Any surface will support a microbial flora. Microbes are a major component of soil as well. All materials present in the bin at harvest can serve as a source of inoculation of the must or juice. Leaf and bark flora generally are not well-adapted to wine conditions and are frequently neutral. However, there have been reports of bark-associated strains of Brettanomyces that are then transferred to the winery. Soil organisms, similarly, are generally not a problem. But again, there have been reports of soil borne bacteria, bacilli and filamentous bacteria that gain entry into the winery, become residents, and can cause issues of spoilage during bottling or processing.
The two main harvesting factors that will affect the flora present prior to and during fermentation and therefore should factor into management strategies are:
- Level of damage to the fruit
- Bioload of the fruit, must and juice
The level of damage to the fruit allows proliferation of the berry surface microbes. Which of those microbes are able to dominate depends upon compositional factors such as juice pH, the use of inhibitors such as sulfite, nutrient content, starting bioload, and length of time prior to initiation of fermentation. Acetic acid and spoilage lactics can bloom early in juices that are high in pH, low in sulfite, high in oxygen.
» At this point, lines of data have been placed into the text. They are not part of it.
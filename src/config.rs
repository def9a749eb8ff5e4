use anyhow::Context;
use serde::Deserialize;

#[derive(Debug, Clone, Deserialize)]
pub struct AppConfig {
    pub database_url: String,
    pub host: String,
    pub port: u16,
    pub environment: String,
    pub app_name: String,
    pub db_max_connections: u32,
}

impl AppConfig {
    pub fn from_env() -> anyhow::Result<Self> {
        Self::from_lookup(|key| std::env::var(key).ok())
    }

    /// Builds the config from any key lookup; empty values count as unset.
    pub fn from_lookup<F>(lookup: F) -> anyhow::Result<Self>
    where
        F: Fn(&str) -> Option<String>,
    {
        let get = |key: &str| lookup(key).filter(|v| !v.is_empty());

        let database_url = get("DATABASE_URL").context("DATABASE_URL must be set")?;
        let port = match get("APP_PORT") {
            Some(v) => v
                .parse::<u16>()
                .with_context(|| format!("APP_PORT is not a valid port: {v}"))?,
            None => 3000,
        };
        let db_max_connections = match get("DB_MAX_CONNECTIONS") {
            Some(v) => v
                .parse::<u32>()
                .with_context(|| format!("DB_MAX_CONNECTIONS is not a number: {v}"))?,
            None => 10,
        };

        Ok(Self {
            database_url,
            host: get("APP_HOST").unwrap_or_else(|| "0.0.0.0".into()),
            port,
            environment: get("APP_ENV").unwrap_or_else(|| "development".into()),
            app_name: get("APP_NAME").unwrap_or_else(|| "Loyalty Users API".into()),
            db_max_connections,
        })
    }

    pub fn bind_addr(&self) -> String {
        format!("{}:{}", self.host, self.port)
    }
}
In addition to level of damage of the fruit, other factors also can result in a high bioload at harvest. A high bioload means that Saccharomyces is greatly outnumbered in the must, even following inoculation at typical levels. This establishes a competitive environment for nutrients, but also increases the risk of appearance of a substance inhibitory to the fermentation. The bioload is dependent upon the time of harvest and length of time the clusters have been on the vine (hang time). The longer the hang time of the fruit, the greater the seepage from the berry, and the more likely one or more berries per cluster will be damaged, providing nutrients to the microbial community. Organisms grow faster at higher temperatures, so warmer-region fruit will have higher bioloads than cooler-region fruit. The nature of the organisms present is equally important to the total number. The non-fermentative, aerobic yeasts and bacteria will be unable to persist in grape juice due to the lack of oxygen. High bioloads of these organisms is generally not problematic. It is often difficult to determine if the organisms present are harmless, negative or positive in their impacts from microscopic examinations. Full-blown microbial analysis requires time and is not realistic due to the immediacy of decisions with respect to inoculation, sulfite addition, nutrient supplementation, and must processing that must be made. Exposing a sample of the must to air in the winery overnight may provide a more rapid indication of the quality of the bioflora.